* [INPUT MATERIAL]
//! Logging initialization.
//!
//! Installs a `tracing` subscriber writing to stderr. The filter comes from
//! `RUST_LOG` when set, otherwise from the selected profile.

use std::sync::Once;
use tracing_subscriber::EnvFilter;

#[derive(Debug, Clone, Copy, PartialEq, Eq)]
pub enum Profile {
    /// Progress messages for build and serve commands
    Development,
    /// Warnings only, used while the terminal UI owns the screen
    Quiet,
    /// Everything, for `-v`
    Verbose,
}

impl Profile {
    fn default_filter(self) -> &'static str {
        match self {
            Profile::Development => "versus=info,versus_core=info,versus_server=info,versus_cli=info",
            Profile::Quiet => "warn",
            Profile::Verbose => "versus=debug,versus_core=debug,versus_server=debug,versus_ui=debug,versus_cli=debug",
        }
    }
}

static INIT_ONCE: Once = Once::new();

/// Initialize the logging facility. Only the first call has an effect.
pub fn init(profile: Profile) {
    INIT_ONCE.call_once(|| {
        let filter = EnvFilter::try_from_default_env()
            .unwrap_or_else(|_| EnvFilter::new(profile.default_filter()));

        let _ = tracing_subscriber::fmt()
            .with_env_filter(filter)
            .with_writer(std::io::stderr)
            .with_target(false)
            .try_init();
    });
}

#[cfg(test)]
mod tests {
    use super::*;

    #[test]
    fn init_is_idempotent() {
        init(Profile::Quiet);
        init(Profile::Verbose);
        init(Profile::Development);
    }
}
//! Turns the delimiter tree into a layout document.
//!
//! Statements are separated by hard line breaks with at most one blank line
//! kept between them. Call arguments, parameters, arrays and objects become
//! groups that stay on one line when they fit and otherwise put one item per
//! line with a trailing comma. Long member chains break before each call.

use super::doc::Doc;
use super::lexer::{is_keyword, Token, TokenKind};
use super::tree::{Delim, Group, Node};

/// Keywords that cannot end a statement
const OPEN_KEYWORDS: &[&str] = &[
    "as", "async", "await", "case", "const", "default", "delete", "do", "else", "export",
    "extends", "finally", "from", "import", "in", "instanceof", "let", "new", "of", "satisfies",
    "throw", "try", "typeof", "var", "void", "yield",
];

/// Keywords that continue the statement on the previous line
const CONTINUATION_KEYWORDS: &[&str] = &[
    "as", "catch", "else", "extends", "finally", "in", "instanceof", "of", "satisfies",
];

/// Statements that end with a block take no semicolon
const BLOCK_STATEMENTS: &[&str] = &[
    "if", "for", "while", "switch", "try", "function", "class", "interface", "enum",
];

/// Lay out a whole program.
pub fn program(nodes: &[Node<'_>]) -> Doc {
    statements(nodes)
}

struct Statement<'n, 'a> {
    nodes: &'n [Node<'a>],
    blank_before: bool,
    trailing: Option<&'n Token<'a>>,
}

impl Statement<'_, '_> {
    fn is_comment(&self) -> bool {
        matches!(self.nodes, [node] if node.is_comment())
    }
}

fn statements(nodes: &[Node<'_>]) -> Doc {
    join_lines(&split_statements(nodes), statement)
}

/// One statement per line, keeping single blank lines
fn join_lines(stmts: &[Statement<'_, '_>], render: fn(&Statement<'_, '_>) -> Doc) -> Doc {
    let mut parts = Vec::new();
    for (i, stmt) in stmts.iter().enumerate() {
        if i > 0 {
            parts.push(Doc::HardLine);
            if stmt.blank_before {
                parts.push(Doc::HardLine);
            }
        }
        parts.push(render(stmt));
    }
    Doc::concat(parts)
}

fn split_statements<'n, 'a>(nodes: &'n [Node<'a>]) -> Vec<Statement<'n, 'a>> {
    let mut out: Vec<Statement<'n, 'a>> = Vec::new();
    let mut start = 0;

    for (i, node) in nodes.iter().enumerate() {
        if node.is_punct(";") {
            push_statement(&mut out, &nodes[start..i]);
            start = i + 1;
        } else if let Some(tok) = node.token().filter(|t| t.is_comment()) {
            let own_line = tok.newlines_before > 0;
            let line_comment = tok.kind == TokenKind::LineComment;
            if line_comment && !own_line && i > start {
                push_statement(&mut out, &nodes[start..i]);
                if let Some(last) = out.last_mut() {
                    last.trailing = Some(tok);
                }
                start = i + 1;
            } else if line_comment && !own_line && can_take_trailing(&out) {
                if let Some(last) = out.last_mut() {
                    last.trailing = Some(tok);
                }
                start = i + 1;
            } else if own_line || i == start {
                push_statement(&mut out, &nodes[start..i]);
                push_statement(&mut out, &nodes[i..i + 1]);
                start = i + 1;
            }
        } else if i > start && node.newlines_before() > 0 && ends_statement(&nodes[i - 1], node) {
            push_statement(&mut out, &nodes[start..i]);
            start = i;
        }
    }
    push_statement(&mut out, &nodes[start..]);
    out
}

fn push_statement<'n, 'a>(out: &mut Vec<Statement<'n, 'a>>, nodes: &'n [Node<'a>]) {
    if let Some(first) = nodes.first() {
        out.push(Statement {
            nodes,
            blank_before: !out.is_empty() && first.newlines_before() >= 2,
            trailing: None,
        });
    }
}
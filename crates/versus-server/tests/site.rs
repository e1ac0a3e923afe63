use std::fs;
use tempfile::TempDir;
use versus_core::{builtin_catalog, FormattedEntry, SiteConfig, PLACEHOLDER};
use versus_server::{write_site, Site};

#[test]
fn builtin_site_renders_every_entry() {
    let site = Site::build(SiteConfig::default(), builtin_catalog().unwrap()).unwrap();
    assert_eq!(site.entries.len(), 30);
    assert_eq!(site.page.matches("<article").count(), 30);
    assert!(site.page.starts_with("<!DOCTYPE html>"));
    assert!(site.page.contains("<h1>Convex vs Prisma</h1>"));
    assert!(site.page.contains("prefers-color-scheme: light"));
    assert!(site.page.contains(PLACEHOLDER));
    assert!(site.page.contains(r#"<span class="tok-kw">const</span>"#));
}

#[test]
fn initial_selection_is_marked_active() {
    let site = Site::build(SiteConfig::default(), builtin_catalog().unwrap()).unwrap();
    assert!(site.page.contains(r#"data-section="Reading Data""#));
    assert!(site
        .page
        .contains(r#"<button class="tab active" type="button" data-tab-section="Reading Data">"#));
    assert!(site
        .page
        .contains(r#"<button class="tab" type="button" data-tab-section="Schema">"#));
}

#[test]
fn writes_page_and_entries() {
    let site = Site::build(SiteConfig::default(), builtin_catalog().unwrap()).unwrap();
    let dir = TempDir::new().unwrap();
    let out = dir.path().join("dist");

    write_site(&out, &site).unwrap();

    let page = fs::read_to_string(out.join("index.html")).unwrap();
    assert_eq!(page, site.page);

    let json = fs::read_to_string(out.join("entries.json")).unwrap();
    let entries: Vec<serde_json::Value> = serde_json::from_str(&json).unwrap();
    assert_eq!(entries.len(), site.entries.len());
    assert_eq!(entries[0]["section"], "Reading Data");
    let first: &FormattedEntry = &site.entries[0];
    assert_eq!(
        entries[0]["variants"]["convex"],
        first.variants.get("convex").unwrap()
    );
}
//! The snippet catalog: a flat, ordered list of entries tagged with their
//! section and subsection.
//!
//! Entries are grouped section-major, then by subsection, then by position,
//! regardless of the order in which they were added to the builder. That
//! traversal order is what the formatter and the selector rely on.

use crate::error::{Result, VersusError};
use crate::models::{Entry, Variants};
use crate::variant::{BASELINE_REFERENCE, BASELINE_TARGET};
use serde::Serialize;

/// Raw nested form used for static catalog definitions
pub type RawEntry = &'static [(&'static str, &'static str)];
pub type RawSubsection = (&'static str, &'static [RawEntry]);
pub type RawSection = (&'static str, &'static [RawSubsection]);

#[derive(Debug, Clone, PartialEq, Eq, Serialize)]
pub struct SubsectionOutline {
    pub name: String,
    pub entries: usize,
}

#[derive(Debug, Clone, PartialEq, Eq, Serialize)]
pub struct SectionOutline {
    pub name: String,
    pub subsections: Vec<SubsectionOutline>,
}

/// Immutable catalog of comparison entries
#[derive(Debug, Clone)]
pub struct Catalog {
    entries: Vec<Entry>,
    outline: Vec<SectionOutline>,
}

impl Catalog {
    /// Build a catalog from its static nested definition
    pub fn from_static(sections: &[RawSection]) -> Result<Self> {
        let mut builder = CatalogBuilder::new();
        for (section, subsections) in sections {
            for (subsection, entries) in subsections.iter() {
                for pairs in entries.iter() {
                    builder.add_entry(section, subsection, pairs.iter().copied())?;
                }
            }
        }
        builder.build()
    }

    pub fn entries(&self) -> &[Entry] {
        &self.entries
    }

    pub fn len(&self) -> usize {
        self.entries.len()
    }

    pub fn is_empty(&self) -> bool {
        self.entries.is_empty()
    }

    pub fn outline(&self) -> &[SectionOutline] {
        &self.outline
    }

    pub fn sections(&self) -> Vec<&str> {
        self.outline.iter().map(|s| s.name.as_str()).collect()
    }

    /// Subsections of a section in catalog order, or `None` for an unknown section
    pub fn subsections(&self, section: &str) -> Option<Vec<&str>> {
        self.find_section(section)
            .map(|s| s.subsections.iter().map(|sub| sub.name.as_str()).collect())
    }

    pub fn first_section(&self) -> &str {
        // build() rejects empty catalogs
        &self.outline[0].name
    }

    pub fn first_subsection(&self, section: &str) -> Option<&str> {
        self.find_section(section)
            .and_then(|s| s.subsections.first())
            .map(|sub| sub.name.as_str())
    }

    pub fn has_section(&self, section: &str) -> bool {
        self.find_section(section).is_some()
    }

    pub fn has_subsection(&self, section: &str, subsection: &str) -> bool {
        self.find_section(section)
            .map(|s| s.subsections.iter().any(|sub| sub.name == subsection))
            .unwrap_or(false)
    }

    pub fn entries_in<'a>(
        &'a self,
        section: &'a str,
        subsection: &'a str,
    ) -> impl Iterator<Item = &'a Entry> + 'a {
        self.entries
            .iter()
            .filter(move |e| e.section == section && e.subsection == subsection)
    }

    /// Distinct variant names in first-seen order
    pub fn variants(&self) -> Vec<&str> {
        let mut names: Vec<&str> = Vec::new();
        for entry in &self.entries {
            for name in entry.variants.names() {
                if !names.contains(&name) {
                    names.push(name);
                }
            }
        }
        names
    }

    fn find_section(&self, section: &str) -> Option<&SectionOutline> {
        self.outline.iter().find(|s| s.name == section)
    }
}

/// Collects entries into ordered sections and subsections
#[derive(Debug, Default)]
pub struct CatalogBuilder {
    sections: Vec<(String, Vec<(String, Vec<Variants>)>)>,
}

impl CatalogBuilder {
    pub fn new() -> Self {
        Self::default()
    }

    /// Append an entry to its subsection, creating section and subsection on first use
    pub fn add_entry<K, V, I>(&mut self, section: &str, subsection: &str, pairs: I) -> Result<()>
    where
        K: Into<String>,
        V: Into<String>,
        I: IntoIterator<Item = (K, V)>,
    {
        let mut variants = Variants::new();
        for (name, text) in pairs {
            let name = name.into();
            if !variants.insert(name.clone(), text) {
                return Err(VersusError::InvalidCatalog(format!(
                    "duplicate variant '{}' in {} / {}",
                    name, section, subsection
                )));
            }
        }

        let section_idx = match self.sections.iter().position(|(name, _)| name == section) {
            Some(idx) => idx,
            None => {
                self.sections.push((section.to_string(), Vec::new()));
                self.sections.len() - 1
            }
        };
        let subsections = &mut self.sections[section_idx].1;
        match subsections.iter_mut().find(|(name, _)| name == subsection) {
            Some((_, entries)) => entries.push(variants),
            None => subsections.push((subsection.to_string(), vec![variants])),
        }
        Ok(())
    }

    /// Validate and flatten into a [`Catalog`]
    pub fn build(self) -> Result<Catalog> {
        if self.sections.is_empty() {
            return Err(VersusError::InvalidCatalog(
                "catalog has no sections".to_string(),
            ));
        }

        let mut entries = Vec::new();
        let mut outline = Vec::with_capacity(self.sections.len());

        for (section, subsections) in self.sections {
            let mut section_outline = SectionOutline {
                name: section.clone(),
                subsections: Vec::with_capacity(subsections.len()),
            };

            for (subsection, variant_sets) in subsections {
                let count = variant_sets.len();
                for (index, variants) in variant_sets.into_iter().enumerate() {
                    for baseline in [BASELINE_REFERENCE, BASELINE_TARGET] {
                        if !variants.contains(baseline) {
                            return Err(VersusError::InvalidCatalog(format!(
                                "{} / {} #{} is missing the '{}' variant",
                                section, subsection, index, baseline
                            )));
                        }
                    }
                    entries.push(Entry {
                        section: section.clone(),
                        subsection: subsection.clone(),
                        index,
                        variants,
                    });
                }
                section_outline.subsections.push(SubsectionOutline {
                    name: subsection,
                    entries: count,
                });
            }

            outline.push(section_outline);
        }

        Ok(Catalog { entries, outline })
    }
}

#[cfg(test)]
mod tests {
    use super::*;

    fn pair(prisma: &str, convex: &str) -> Vec<(&'static str, String)> {
        vec![("prisma", prisma.to_string()), ("convex", convex.to_string())]
    }

    #[test]
    fn groups_entries_section_major() {
        let mut builder = CatalogBuilder::new();
        builder.add_entry("A", "a1", pair("1", "1")).unwrap();
        builder.add_entry("B", "b1", pair("2", "2")).unwrap();
        builder.add_entry("A", "a2", pair("3", "3")).unwrap();
        builder.add_entry("A", "a1", pair("4", "4")).unwrap();
        let catalog = builder.build().unwrap();

        let order: Vec<(&str, &str, usize)> = catalog
            .entries()
            .iter()
            .map(|e| (e.section.as_str(), e.subsection.as_str(), e.index))
            .collect();
        assert_eq!(
            order,
            vec![("A", "a1", 0), ("A", "a1", 1), ("A", "a2", 0), ("B", "b1", 0)]
        );
        assert_eq!(catalog.sections(), vec!["A", "B"]);
        assert_eq!(catalog.subsections("A").unwrap(), vec!["a1", "a2"]);
        assert_eq!(catalog.outline()[0].subsections[0].entries, 2);
        assert_eq!(catalog.first_subsection("B"), Some("b1"));
        assert!(catalog.subsections("C").is_none());
    }

    #[test]
    fn rejects_duplicate_variant_keys() {
        let mut builder = CatalogBuilder::new();
        let err = builder
            .add_entry("A", "a1", vec![("prisma", "x"), ("prisma", "y")])
            .unwrap_err();
        assert!(matches!(err, VersusError::InvalidCatalog(_)));
    }

    #[test]
    fn rejects_missing_baseline() {
        let mut builder = CatalogBuilder::new();
        builder.add_entry("A", "a1", vec![("prisma", "x")]).unwrap();
        assert!(matches!(
            builder.build(),
            Err(VersusError::InvalidCatalog(msg)) if msg.contains("convex")
        ));
    }

    #[test]
    fn rejects_empty_catalog() {
        assert!(CatalogBuilder::new().build().is_err());
    }

    #[test]
    fn variants_in_first_seen_order() {
        let mut builder = CatalogBuilder::new();
        builder
            .add_entry("A", "a1", vec![("prisma", "1"), ("convex", "2")])
            .unwrap();
        builder
            .add_entry("A", "a1", vec![("prisma", "1"), ("convexEnts", "3"), ("convex", "2")])
            .unwrap();
        let catalog = builder.build().unwrap();
        assert_eq!(catalog.variants(), vec!["prisma", "convex", "convexEnts"]);
    }

    #[test]
    fn from_static_definition() {
        static RAW: &[RawSection] = &[(
            "Reading Data",
            &[("Find Records", &[&[("prisma", "a"), ("convex", "b")]])],
        )];
        let catalog = Catalog::from_static(RAW).unwrap();
        assert_eq!(catalog.len(), 1);
        assert_eq!(catalog.first_section(), "Reading Data");
        assert!(catalog.has_subsection("Reading Data", "Find Records"));
        assert_eq!(catalog.entries_in("Reading Data", "Find Records").count(), 1);
    }
}
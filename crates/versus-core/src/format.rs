//! The formatting pass: catalog entries in, pretty-printed entries out.
//!
//! Entries are formatted in parallel with rayon. Output order always follows
//! catalog order, and the first failure aborts the whole pass.

use crate::catalog::Catalog;
use crate::config::LINE_WIDTH;
use crate::error::{Result, VersusError};
use crate::models::{Entry, FormattedEntry, Variants};
use crate::printer::{PrettyPrinter, TypeScriptPrinter};
use rayon::prelude::*;
use std::collections::HashMap;
use tracing::{debug, info};

/// Pretty-print one snippet with the built-in printer.
pub fn format(text: &str) -> Result<String> {
    format_with(&TypeScriptPrinter, text)
}

/// Pretty-print one snippet. Text starting with a line break is returned
/// unchanged.
pub fn format_with<P: PrettyPrinter + ?Sized>(printer: &P, text: &str) -> Result<String> {
    if text.starts_with('\n') {
        return Ok(text.to_string());
    }
    Ok(printer.format(text, LINE_WIDTH)?.trim().to_string())
}

/// Format every entry of the catalog, in catalog order
pub fn formatted_code(catalog: &Catalog) -> Result<Vec<FormattedEntry>> {
    formatted_code_with(catalog, &TypeScriptPrinter)
}

pub fn formatted_code_with<P: PrettyPrinter>(
    catalog: &Catalog,
    printer: &P,
) -> Result<Vec<FormattedEntry>> {
    let entries = catalog
        .entries()
        .par_iter()
        .map(|entry| format_entry(printer, entry))
        .collect::<Result<Vec<_>>>()?;
    info!("Formatted {} entries", entries.len());
    Ok(entries)
}

fn format_entry<P: PrettyPrinter + ?Sized>(printer: &P, entry: &Entry) -> Result<FormattedEntry> {
    let mut variants = Variants::new();
    for (name, raw) in entry.variants.iter() {
        variants.insert(name, format_variant(printer, entry, name, raw)?);
    }
    Ok(FormattedEntry {
        section: entry.section.clone(),
        subsection: entry.subsection.clone(),
        index: entry.index,
        variants,
    })
}

fn format_variant<P: PrettyPrinter + ?Sized>(
    printer: &P,
    entry: &Entry,
    variant: &str,
    raw: &str,
) -> Result<String> {
    debug!(
        "Formatting {} / {} #{} ({})",
        entry.section, entry.subsection, entry.index, variant
    );
    format_with(printer, raw).map_err(|e| VersusError::Format {
        section: entry.section.clone(),
        subsection: entry.subsection.clone(),
        index: entry.index,
        variant: variant.to_string(),
        message: e.to_string(),
    })
}

/// Format the catalog in two independent passes and run every result
/// through the printer again. Returns how many snippets were checked.
pub fn check_stability(catalog: &Catalog) -> Result<usize> {
    check_stability_with(catalog, &TypeScriptPrinter)
}

/// Fails when the passes disagree or when formatted output changes on a
/// second run. Text kept verbatim is skipped.
pub fn check_stability_with<P: PrettyPrinter>(catalog: &Catalog, printer: &P) -> Result<usize> {
    let first = formatted_code_with(catalog, printer)?;
    let second = formatted_code_with(catalog, printer)?;
    if first != second {
        return Err(VersusError::Other(
            "formatting is not deterministic".to_string(),
        ));
    }

    let mut checked = 0;
    for (entry, formatted) in catalog.entries().iter().zip(&first) {
        for (name, text) in formatted.variants.iter() {
            if text.starts_with('\n') {
                continue;
            }
            if format_variant(printer, entry, name, text)? != text {
                return Err(VersusError::Format {
                    section: entry.section.clone(),
                    subsection: entry.subsection.clone(),
                    index: entry.index,
                    variant: name.to_string(),
                    message: "output changes when formatted again".to_string(),
                });
            }
            checked += 1;
        }
    }
    info!("{} snippets format deterministically and idempotently", checked);
    Ok(checked)
}

#[derive(Debug, Clone, PartialEq, Eq, Hash)]
struct CacheKey {
    section: String,
    subsection: String,
    index: usize,
    variant: String,
    raw: String,
}

/// Memoized formatting results across repeated passes.
///
/// Lookups happen inside the parallel pass against a read-only view; new
/// results are merged once the pass has finished.
#[derive(Debug, Default)]
pub struct FormatCache {
    entries: HashMap<CacheKey, String>,
    hits: usize,
}

impl FormatCache {
    pub fn new() -> Self {
        Self::default()
    }

    pub fn len(&self) -> usize {
        self.entries.len()
    }

    pub fn is_empty(&self) -> bool {
        self.entries.is_empty()
    }

    /// Lookups answered from the cache so far
    pub fn hits(&self) -> usize {
        self.hits
    }

    pub fn format_catalog(&mut self, catalog: &Catalog) -> Result<Vec<FormattedEntry>> {
        self.format_catalog_with(catalog, &TypeScriptPrinter)
    }

    pub fn format_catalog_with<P: PrettyPrinter>(
        &mut self,
        catalog: &Catalog,
        printer: &P,
    ) -> Result<Vec<FormattedEntry>> {
        let cached = &self.entries;
        let results = catalog
            .entries()
            .par_iter()
            .map(|entry| {
                let mut variants = Variants::new();
                let mut fresh = Vec::new();
                let mut hits = 0;
                for (name, raw) in entry.variants.iter() {
                    let key = CacheKey {
                        section: entry.section.clone(),
                        subsection: entry.subsection.clone(),
                        index: entry.index,
                        variant: name.to_string(),
                        raw: raw.to_string(),
                    };
                    let text = match cached.get(&key) {
                        Some(text) => {
                            hits += 1;
                            text.clone()
                        }
                        None => {
                            let text = format_variant(printer, entry, name, raw)?;
                            fresh.push((key, text.clone()));
                            text
                        }
                    };
                    variants.insert(name, text);
                }
                let formatted = FormattedEntry {
                    section: entry.section.clone(),
                    subsection: entry.subsection.clone(),
                    index: entry.index,
                    variants,
                };
                Ok((formatted, fresh, hits))
            })
            .collect::<Result<Vec<_>>>()?;

        let mut out = Vec::with_capacity(results.len());
        for (formatted, fresh, hits) in results {
            self.hits += hits;
            self.entries.extend(fresh);
            out.push(formatted);
        }
        debug!("Format cache: {} entries, {} hits", self.entries.len(), self.hits);
        Ok(out)
    }
}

* [PROBLEM]
Take every line above that includes "TempDir" and list it.

* [TASK RESPONSE]
use tempfile::TempDir;
    let dir = TempDir::new().unwrap();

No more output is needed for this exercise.